Unser Kapitän, der beim Entern nicht persönlich mit betheiligt gewesen, war wüthend über unsere Niederlage und schalt uns Memmen, weil wir uns von einem Deck hatten zurücktreiben lassen, auf dem wir bereits Fuss gewonnen; dann forderte er uns auf, den Kampf zu erneuern, ging selbst voran und war der Erste an Bord des Schiffs, wo er bald mit dem tapferen Franzosen handgemein wurde, der schon früher ein solches Gemetzel unter unserer Mannschaft angerichtet hatte. So gut und mannhaft auch Kapitän Weatherall seine Waffe zu führen wusste, hatte er jetzt doch mit einemmale einen Gegner gefunden, der ihm mehr als gewachsen war; er erhielt eine leichte Wunde und würde wahrscheinlich erlegen sein, wenn nicht das Vorstürzen unserer ganzen Mannschaft, welche inzwischen das Deck erreicht hatte, ihn von seinem Feinde getrennt hätte. Jetzt kam uns die Uebermacht unserer Zahl zu statten. Die französische Schiffsmannschaft focht zwar mit hoher Entschlossenheit, aber trotz ihrer Anstrengung und der Tapferkeit ihres Führers gelang es uns doch, sie nach dem Halbdeck zurückzutreiben. Hier erneuerte sich das Gefecht mit der grössten Hartnäckigkeit, denn unsre Gegner waren bemüht, ihren letzten Haltpunkt zu behaupten, während wir Allem aufboten, um unsere Eroberung zu vervollständigen. Die Franzosen konnten nicht weiter zurück, und unsere Vorderreihe sah sich von den hinteren, welche an dem Kampfe theilzunehmen suchten, vorwärts gedrängt. Da jeder Ausweg abgeschnitten war, so rangen die Franzosen mit der vollen Wuth des Hasses und der Verzweiflung, während wir, angefeuert von dem hartnäckigen Widerstand, in wilder Rachsucht nach dem Blut der Feinde dürsteten. In eine einzige Masse zusammengekeilt tobte nun der Kampf, für den es ganz und gar an Raum gebrach, im Handgemenge. Jeder suchte mit gekürzter Wehr das Herz seines Gegners auf; die Verwundeten fielen fechtend auf dem Deck über einander, wälzten sich unter den Todten und Sterbenden oder wurden von den Uebrigen, die das Gefecht mit ungeminderter Wuth fortsetzten, unter die Füsse getreten.

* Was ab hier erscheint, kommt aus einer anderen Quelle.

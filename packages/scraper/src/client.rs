//! Portal client: listing pages, detail pages, and document downloads.
//!
//! All three go through [`retry`](crate::retry) so they share the pacing
//! and backoff behaviour. The client holds only read-only configuration and
//! is safe to share between the refresh cycle and request handlers.

use reqwest::header::{self, HeaderMap, HeaderValue};
use tender_watch_tender_models::{Category, DocumentKind, TenderDetails, TenderRecord};

use crate::{AvailabilityProber, ScrapeError, UpstreamConfig, detail, html_table, retry};

/// Browser-like user agent; the portal serves degraded pages to unknown
/// clients.
const USER_AGENT: &str = "Mozilla/5.0 (Windows NT 10.0; Win64; x64) AppleWebKit/537.36 \
                          (KHTML, like Gecko) Chrome/124.0 Safari/537.36";

/// Content type assumed when a document download has none.
const DEFAULT_DOCUMENT_CONTENT_TYPE: &str = "application/pdf";

/// A downloaded tender document.
#[derive(Debug, Clone, PartialEq, Eq)]
pub struct Document {
    /// Raw document bytes.
    pub bytes: Vec<u8>,
    /// Content type reported by the portal.
    pub content_type: String,
    /// File name to offer to clients.
    pub file_name: String,
}

/// HTTP client for the UFSA portal.
#[derive(Debug, Clone)]
pub struct UfsaClient {
    client: reqwest::Client,
    prober: AvailabilityProber,
    config: UpstreamConfig,
}

impl UfsaClient {
    /// Builds a client with browser-like default headers and the configured
    /// request timeout.
    ///
    /// # Errors
    ///
    /// Returns [`ScrapeError::InvalidRequest`] if the HTTP client cannot be
    /// built.
    pub fn new(config: UpstreamConfig) -> Result<Self, ScrapeError> {
        let mut headers = HeaderMap::new();
        headers.insert(
            header::ACCEPT,
            HeaderValue::from_static(
                "text/html,application/xhtml+xml,application/xml;q=0.9,*/*;q=0.8",
            ),
        );
        headers.insert(
            header::ACCEPT_LANGUAGE,
            HeaderValue::from_static("pt-PT,pt;q=0.9,en;q=0.5"),
        );
        headers.insert(header::CONNECTION, HeaderValue::from_static("keep-alive"));

        let client = reqwest::Client::builder()
            .default_headers(headers)
            .user_agent(USER_AGENT)
            .timeout(config.request_timeout)
            .build()
            .map_err(|e| ScrapeError::InvalidRequest(e.to_string()))?;
        let prober = AvailabilityProber::new(&config.base_url, config.probe_timeout)?;

        Ok(Self {
            client,
            prober,
            config,
        })
    }

    /// Returns a reference to the client configuration.
    #[must_use]
    pub const fn config(&self) -> &UpstreamConfig {
        &self.config
    }

    /// Probes the portal base URL. See [`AvailabilityProber::probe`].
    pub async fn probe(&self) -> bool {
        self.prober.probe().await
    }

    /// Like [`probe`](Self::probe), but reports a down portal as an error.
    ///
    /// # Errors
    ///
    /// Returns [`ScrapeError::Unavailable`] naming the probed URL if the
    /// portal is down.
    pub async fn ensure_available(&self) -> Result<(), ScrapeError> {
        if self.probe().await {
            Ok(())
        } else {
            Err(ScrapeError::Unavailable {
                host: self.prober.url().to_owned(),
            })
        }
    }

    /// Fetches the raw listing page of a category.
    ///
    /// # Errors
    ///
    /// Returns [`ScrapeError`] if the page cannot be fetched after all
    /// retries.
    pub async fn fetch_listing(&self, category: Category) -> Result<String, ScrapeError> {
        let url = self.config.url(category.listing_path());
        log::info!("Fetching {category} listing from {url}");
        retry::send_text(&self.config.pacing, &self.config.retry, || {
            self.client.get(&url)
        })
        .await
    }

    /// Fetches and normalizes every record of a category.
    ///
    /// # Errors
    ///
    /// Returns [`ScrapeError`] if the page cannot be fetched or contains no
    /// table.
    pub async fn fetch_category(
        &self,
        category: Category,
    ) -> Result<Vec<TenderRecord>, ScrapeError> {
        let html = self.fetch_listing(category).await?;
        let records = html_table::parse_listing(category, &html)?;
        log::info!("Fetched {} {category} records", records.len());
        Ok(records)
    }

    /// Fetches the raw detail page of a record.
    ///
    /// # Errors
    ///
    /// Returns [`ScrapeError`] if the page cannot be fetched after all
    /// retries.
    pub async fn fetch_detail(
        &self,
        category: Category,
        reference: &str,
    ) -> Result<String, ScrapeError> {
        let url = self.config.url(category.detail_path());
        log::info!("Fetching {category} details for {reference}");
        retry::send_text(&self.config.pacing, &self.config.retry, || {
            self.client.get(&url).query(&[("referencia", reference)])
        })
        .await
    }

    /// Fetches and parses the detail page of a record.
    ///
    /// # Errors
    ///
    /// Returns [`ScrapeError`] if the page cannot be fetched or parsed.
    pub async fn fetch_details(
        &self,
        category: Category,
        reference: &str,
    ) -> Result<TenderDetails, ScrapeError> {
        let html = self.fetch_detail(category, reference).await?;
        detail::parse_details(&html, &self.config.base_url)
    }

    /// Downloads a tender document.
    ///
    /// # Errors
    ///
    /// Once retries are exhausted, returns [`ScrapeError::NotFound`] if the
    /// last answer was a genuine 404, otherwise [`ScrapeError::RemoteStatus`]
    /// with the last status code (or the last network error).
    pub async fn fetch_document(
        &self,
        reference: &str,
        kind: DocumentKind,
    ) -> Result<Document, ScrapeError> {
        let url = self.config.url(kind.path());
        log::info!("Fetching {kind} for {reference} from {url}");

        let response = retry::send(&self.config.pacing, &self.config.retry, &|| {
            self.client
                .get(&url)
                .query(&[("REFERENCIA", reference)])
                .header(
                    header::ACCEPT,
                    HeaderValue::from_static("application/pdf,application/octet-stream"),
                )
        })
        .await
        .map_err(|e| match e {
            ScrapeError::RateLimited => ScrapeError::RemoteStatus { status: 429 },
            ScrapeError::ClientStatus { status } => ScrapeError::RemoteStatus { status },
            other => other,
        })?;

        let content_type = response
            .headers()
            .get(header::CONTENT_TYPE)
            .and_then(|v| v.to_str().ok())
            .unwrap_or(DEFAULT_DOCUMENT_CONTENT_TYPE)
            .to_owned();
        let bytes = response.bytes().await?.to_vec();

        Ok(Document {
            bytes,
            content_type,
            file_name: kind.file_name(reference),
        })
    }
}

#[cfg(test)]
mod tests {
    use super::*;
    use crate::{Pacing, RetryPolicy};
    use wiremock::matchers::{method, path, query_param};
    use wiremock::{Mock, MockServer, ResponseTemplate};

    fn client_for(server: &MockServer) -> UfsaClient {
        let config = UpstreamConfig::new(&server.uri())
            .with_pacing(Pacing::none())
            .with_retry(RetryPolicy::immediate(3));
        UfsaClient::new(config).unwrap()
    }

    #[tokio::test]
    async fn fetch_category_drops_footer_row() {
        let server = MockServer::start().await;
        let html = "<table><tbody>\
                    <tr><td>Concurso Limitado:CL/1</td><td>Obras</td></tr>\
                    <tr><td>Total</td></tr>\
                    </tbody></table>";
        Mock::given(method("GET"))
            .and(path("/query/Busca_concurso1.php"))
            .respond_with(ResponseTemplate::new(200).set_body_string(html))
            .mount(&server)
            .await;

        let records = client_for(&server)
            .fetch_category(Category::OpenTenders)
            .await
            .unwrap();

        assert_eq!(records.len(), 1);
        assert_eq!(records[0].reference, "CL/1");
    }

    #[tokio::test]
    async fn ensure_available_names_the_probed_url() {
        let server = MockServer::start().await;
        Mock::given(method("GET"))
            .and(path("/"))
            .respond_with(ResponseTemplate::new(503))
            .mount(&server)
            .await;

        let err = client_for(&server).ensure_available().await.unwrap_err();

        assert!(!err.is_transient());
        match err {
            ScrapeError::Unavailable { host } => assert_eq!(host, server.uri()),
            other => panic!("unexpected error: {other}"),
        }
    }

    #[tokio::test]
    async fn fetch_details_sends_reference() {
        let server = MockServer::start().await;
        Mock::given(method("GET"))
            .and(path("/adjudicacao_detalhes.php"))
            .and(query_param("referencia", "A/1"))
            .respond_with(ResponseTemplate::new(200).set_body_string(
                "<table id=\"lista\"><tbody><tr><th>estado</th><td>Adjudicado</td></tr></tbody></table>",
            ))
            .mount(&server)
            .await;

        let details = client_for(&server)
            .fetch_details(Category::AwardedTenders, "A/1")
            .await
            .unwrap();

        assert_eq!(details.fields.len(), 1);
    }

    #[tokio::test]
    async fn fetch_document_returns_bytes_and_headers() {
        let server = MockServer::start().await;
        Mock::given(method("GET"))
            .and(path("/includes/Baixar_anuncio.php"))
            .and(query_param("REFERENCIA", "R 1"))
            .respond_with(
                ResponseTemplate::new(200)
                    .insert_header("content-type", "application/pdf")
                    .set_body_bytes(b"%PDF-1.4".to_vec()),
            )
            .mount(&server)
            .await;

        let document = client_for(&server)
            .fetch_document("R 1", DocumentKind::Announcement)
            .await
            .unwrap();

        assert_eq!(document.bytes, b"%PDF-1.4");
        assert_eq!(document.content_type, "application/pdf");
        assert_eq!(document.file_name, "anuncio-R 1.pdf");
    }

    #[tokio::test]
    async fn exhausted_document_fetch_surfaces_not_found() {
        let server = MockServer::start().await;
        Mock::given(method("GET"))
            .and(path("/includes/Baixar_cad_enc.php"))
            .respond_with(ResponseTemplate::new(404))
            .expect(3)
            .mount(&server)
            .await;

        let err = client_for(&server)
            .fetch_document("missing", DocumentKind::Document)
            .await
            .unwrap_err();

        assert!(matches!(err, ScrapeError::NotFound { .. }));
    }

    #[tokio::test]
    async fn exhausted_document_fetch_surfaces_last_status() {
        let server = MockServer::start().await;
        Mock::given(method("GET"))
            .and(path("/includes/Baixar_cad_enc.php"))
            .respond_with(ResponseTemplate::new(404))
            .up_to_n_times(1)
            .mount(&server)
            .await;
        Mock::given(method("GET"))
            .and(path("/includes/Baixar_cad_enc.php"))
            .respond_with(ResponseTemplate::new(502))
            .mount(&server)
            .await;

        let err = client_for(&server)
            .fetch_document("flaky", DocumentKind::Document)
            .await
            .unwrap_err();

        assert!(matches!(err, ScrapeError::RemoteStatus { status: 502 }));
    }
}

Endlich gewann die Uebermacht der Zahl den Sieg, der aber jedenfalls theuer erkauft hatte werden müssen. Wir waren im Besitz des Decks, hatten die Flagge heruntergenommen und wollten uns nun nach der übermächtigen Anstrengung verschnauben, da wir uns schon ganz und gar für die Herren des Schiffs hielten; aber wir hatten die Rechnung ohne den Wirth gemacht. Der erste Lieutenant des Kapers und sechs von uns waren nach der Hütte hinuntergestürzt, und wie wir eben in die Kajüte dringen wollten, um Beute aufzusuchen, fanden wir die Thüre von dem tapferen Franzosen, seinem Sohn, dem Kapitän des Schiffes und fünf französischen Matrosen vertheidigt. In ihrem Rücken befand sich die Gattin des französischen Gentlemans, deren Schutz sie sich geweiht hatten. Der Lieutenant, welcher uns anführte, bot ihnen Pardon an; aber von der Aussicht auf gänzliche Zugrundrichtung und auf die Gefangenschaft, die seiner harrte, bis zum Wahnsinn gespornt, wies der Gentleman den Antrag mit Verachtung zurück, stürzte auf unsern Lieutenant los, schlug ihm die Parade durch und war eben im Begriff, ihn niederzustossen, als ich noch zu guter Zeit eine Pistole auf ihn abfeuerte, um das Leben meines Offiziers zu retten. Die Kugel drang ihm durchs Herz, und so starb einer der tapfersten Männer, die mir je vorgekommen sind. Zu gleicher Zeit wurde sein Sohn mit einer Zimmeraxt zu Boden geschlagen; die Uebrigen warfen sich jetzt aufs Deck nieder und baten um Pardon. Unsere Leute waren aber durch diese Erneuerung des Kampfes so aufgebracht, dass der Lieutenant allem seinem Ansehen aufbieten musste, um das Blutbad zu verhindern, welches den nicht mehr Widerstrebenden zugedacht war.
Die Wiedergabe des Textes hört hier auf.